Now, 100K times more efficient transistors possible using molybdenite

January 31st, 2011 - 11:51 am ICT by ANI  

London, Jan 31 (ANI): Smaller and more energy-efficient electronic chips are on their way as Swiss scientists have found a material-molybdenite- that has distinct advantages over traditional silicon or graphene for use in electronics applications.

EPFL’s Laboratory of Nanoscale Electronics and Structures (LANES) discovery could play an important role in electronics, allowing us to make transistors that are smaller and more energy efficient.

The researchers have revealed that molybdenite, or MoS2, is a very effective semiconductor. This mineral, which is abundant in nature, is often used as an element in steel alloys or as an additive in lubricants. But it had not yet been extensively studied for use in electronics.
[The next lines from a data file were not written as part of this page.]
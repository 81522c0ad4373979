//! # tourcast
//!
//! Command-line driver for weekly visitor forecasts.

mod format;

use std::fs::File;
use std::path::PathBuf;

use anyhow::{bail, Context, Result};
use chrono::NaiveDate;
use clap::{Args, Parser, Subcommand};
use tracing::info;
use tracing_subscriber::{layer::SubscriberExt, util::SubscriberInitExt, EnvFilter};
use visitor_facade::{
    parse_week, BacktestConfig, ForecastConfig, ForecastOutcome, ForecasterBuilder, RawTable,
    SeriesLoader, StrategyKind, DEFAULT_LOOK_BACK,
};

#[derive(Parser)]
#[command(name = "tourcast")]
#[command(about = "Weekly visitor forecasts from search-interest history", long_about = None)]
struct Cli {
    #[command(subcommand)]
    command: Commands,
}

#[derive(Subcommand)]
enum Commands {
    /// Forecast visitors for one location
    Forecast {
        #[command(flatten)]
        run: RunArgs,
    },

    /// Re-forecast the weeks before the start date and compare with actuals
    Backtest {
        #[command(flatten)]
        run: RunArgs,

        /// Noise seed (random when omitted)
        #[arg(long)]
        seed: Option<u64>,

        /// Weeks before the start date to re-forecast
        #[arg(long, default_value_t = DEFAULT_LOOK_BACK)]
        look_back: usize,
    },

    /// List the locations present in an input file
    Locations {
        /// Input CSV file
        #[arg(short, long)]
        input: PathBuf,

        /// Date column name
        #[arg(long, default_value = "Week")]
        date_column: String,
    },
}

#[derive(Args)]
struct RunArgs {
    /// Input CSV file (one date column, one column per location)
    #[arg(short, long)]
    input: PathBuf,

    /// Location column to forecast
    #[arg(short, long)]
    location: String,

    /// First forecast week (dd-mm-YYYY); defaults to the week after the last observation
    #[arg(long)]
    start: Option<String>,

    /// Number of weeks to forecast
    #[arg(short, long)]
    steps: Option<usize>,

    /// Train on only the last N observations
    #[arg(short, long)]
    window: Option<usize>,

    /// Strategy to include (repeatable)
    #[arg(long = "strategy")]
    strategies: Vec<StrategyKind>,

    /// JSON configuration file
    #[arg(short, long)]
    config: Option<PathBuf>,

    /// Write the outcome as JSON to this file
    #[arg(short, long)]
    output: Option<PathBuf>,

    /// Print JSON instead of a table
    #[arg(long)]
    json: bool,
}

impl RunArgs {
    /// Configuration file layered with command-line overrides.
    fn config(&self) -> Result<ForecastConfig> {
        let mut config = match &self.config {
            Some(path) => ForecastConfig::from_json_file(path)
                .with_context(|| format!("Failed to load config {:?}", path))?,
            None => ForecastConfig::default(),
        };
        if let Some(steps) = self.steps {
            config.steps = steps;
        }
        if let Some(window) = self.window {
            config.window = Some(window);
        }
        if !self.strategies.is_empty() {
            config.strategies = self.strategies.clone();
        }
        Ok(config)
    }
}

fn init_tracing() {
    tracing_subscriber::registry()
        .with(tracing_subscriber::fmt::layer().with_writer(std::io::stderr))
        .with(
            EnvFilter::try_from_default_env()
                .unwrap_or_else(|_| "visitor_core=info,tourcast=info".into()),
        )
        .init();
}

/// Build the forecaster, load the series and run one forecast.
fn run(args: &RunArgs, config: ForecastConfig) -> Result<ForecastOutcome> {
    let forecaster = ForecasterBuilder::from_config(config)
        .build()
        .context("Invalid configuration")?;

    let table = RawTable::from_path(&args.input)
        .with_context(|| format!("Failed to read {:?}", args.input))?;
    let series = forecaster
        .loader()
        .load(&table, &args.location)
        .with_context(|| format!("Failed to load location '{}'", args.location))?;

    let start: NaiveDate = match &args.start {
        Some(text) => parse_week(text)?,
        None => match series.last_week() {
            Some(last) => last + chrono::Duration::weeks(1),
            None => bail!("Series for '{}' is empty", args.location),
        },
    };

    info!(
        location = %args.location,
        observations = series.len(),
        start = %start,
        "running forecast"
    );

    forecaster
        .forecast(&series, start)
        .with_context(|| format!("Forecast failed for '{}'", args.location))
}

/// Print the outcome and optionally write it to a JSON file.
fn write_outcome(args: &RunArgs, outcome: &ForecastOutcome) -> Result<()> {
    if args.json {
        println!("{}", serde_json::to_string_pretty(outcome)?);
    } else {
        println!("{}", format::render_outcome(outcome));
    }

    if let Some(path) = &args.output {
        let mut file =
            File::create(path).with_context(|| format!("Failed to create output {:?}", path))?;
        serde_json::to_writer_pretty(&mut file, outcome)
            .with_context(|| format!("Failed to write JSON to {:?}", path))?;
        println!("Outcome written to {:?}", path);
    }

    Ok(())
}

fn run_forecast(args: RunArgs) -> Result<()> {
    let config = args.config()?;
    let outcome = run(&args, config)?;
    write_outcome(&args, &outcome)
}

fn run_backtest(args: RunArgs, seed: Option<u64>, look_back: usize) -> Result<()> {
    let mut config = args.config()?;
    config.backtest = BacktestConfig {
        enabled: true,
        seed,
        look_back,
    };

    let outcome = run(&args, config)?;
    write_outcome(&args, &outcome)?;

    if !args.json {
        match outcome.summary() {
            Some(summary) => println!("\n{}", format::render_summary(&summary)),
            None => println!("\nNo actuals overlap the forecast weeks"),
        }
    }

    Ok(())
}

fn run_locations(input: PathBuf, date_column: String) -> Result<()> {
    let table =
        RawTable::from_path(&input).with_context(|| format!("Failed to read {:?}", input))?;
    let locations = SeriesLoader::new()
        .with_date_column(date_column)
        .locations(&table);

    if locations.is_empty() {
        bail!("No location columns found in {:?}", input);
    }
    for location in locations {
        println!("{}", location);
    }
    Ok(())
}

fn main() {
    init_tracing();
    let cli = Cli::parse();

    let result = match cli.command {
        Commands::Forecast { run } => run_forecast(run),
        Commands::Backtest {
            run,
            seed,
            look_back,
        } => run_backtest(run, seed, look_back),
        Commands::Locations { input, date_column } => run_locations(input, date_column),
    };

    if let Err(e) = result {
        eprintln!("Error: {:#}", e);
        std::process::exit(1);
    }
}
//! Calibration parameters model

use serde::{Deserialize, Serialize};

/// Least-squares line mapping model output onto observed values
#[derive(Debug, Clone, Copy, PartialEq, Serialize, Deserialize)]
pub struct CalibrationParameters {
    pub intercept: f64,
    pub slope: f64,
    /// Coefficient of determination of the fit
    pub r_squared: f64,
}

impl CalibrationParameters {
    /// Project a raw model output onto the calibrated scale
    pub fn project(&self, raw: f64) -> f64 {
        self.intercept + self.slope * raw
    }
}
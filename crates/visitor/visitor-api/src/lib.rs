//! Visitor Forecasting Consumer API
//!
//! Consumer configuration and builder APIs for visitor forecasting.
//!
//! This crate provides:
//! - [`ForecastConfig`]: serde configuration, loadable from JSON
//! - [`ForecasterBuilder`]: turns configuration into a ready [`Forecaster`]
//! - Re-exports from SPI and core for convenience

pub mod builder;
pub mod config;

pub use builder::{Forecaster, ForecasterBuilder};
pub use config::{BacktestConfig, FactorTable, ForecastConfig, DEFAULT_LOOK_BACK, DEFAULT_STEPS};

// Re-export from core
pub use visitor_core::{
    arima, assembler, backtest, blend, calibration, holiday, loader, metrics, profile, smoothing,
    strategy, Arima, BacktestAdjuster, BacktestSummary, FixedNoise, ForecastAssembler,
    ForecastOptions, ForecastOutcome, ForecastRequest, HistoricalBlender, HolidayCalendar,
    HoltWinters, LinearCalibration, MegaEventRule, NoNoise, RawTable, ScalingTable, Season,
    SeasonalFactors, SeasonalMode, SeasonalProfile, SeriesLoader, StrategyKind, UniformNoise,
};

// Re-export from SPI
pub use visitor_spi::{
    format_week, parse_week, BacktestRow, CalibrationParameters, ErrorKind, ForecastRecord,
    NoiseSource, Observation, ObservationSeries, Result, TrendModel, VisitorBounds, VisitorError,
    MIN_OBSERVATIONS,
};

/// Prelude module for convenient imports
pub mod prelude {
    pub use crate::{BacktestConfig, FactorTable, ForecastConfig, Forecaster, ForecasterBuilder};
    pub use visitor_core::{
        ForecastAssembler, ForecastOptions, ForecastOutcome, ForecastRequest, HolidayCalendar,
        ScalingTable, SeasonalMode, SeriesLoader, StrategyKind,
    };
    pub use visitor_spi::{
        parse_week, ForecastRecord, NoiseSource, ObservationSeries, Result, TrendModel,
        VisitorError,
    };
}
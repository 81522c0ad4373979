//! Visitor Forecasting Service Provider Interface
//!
//! Defines the contracts, error taxonomy and data model shared by every
//! visitor forecasting implementation:
//!
//! - [`TrendModel`]: fit/forecast capability implemented by each strategy
//! - [`NoiseSource`]: injectable randomness for the back-test adjustment
//! - [`VisitorError`]: standardized error type, grouped by [`ErrorKind`]
//! - [`ObservationSeries`], [`ForecastRecord`]: input and output entities

pub mod contract;
pub mod error;
pub mod model;

// Re-export all public items at crate root for convenience
pub use contract::{NoiseSource, TrendModel};
pub use error::{ErrorKind, Result, VisitorError};
pub use model::{
    format_week, parse_week, week_format, BacktestRow, CalibrationParameters, ForecastRecord,
    Observation, ObservationSeries, VisitorBounds, MIN_OBSERVATIONS, WEEK_FORMAT,
};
“It’s a two-dimensional material, very thin and easy to use in nanotechnology. It has real potential in the fabrication of very small transistors, light-emitting diodes (LEDs) and solar cells,” said EPFL Andras Kis.

He compared its advantages with two other materials: silicon and graphene.

One of molybdenite’s advantages is that it is less voluminous than silicon, which is a three-dimensional material. And, another is that it can be used to make transistors that consume 100,000 times less energy in standby state than traditional silicon transistors.

The findings were reported in the journal Nature Nanotechnology. (ANI)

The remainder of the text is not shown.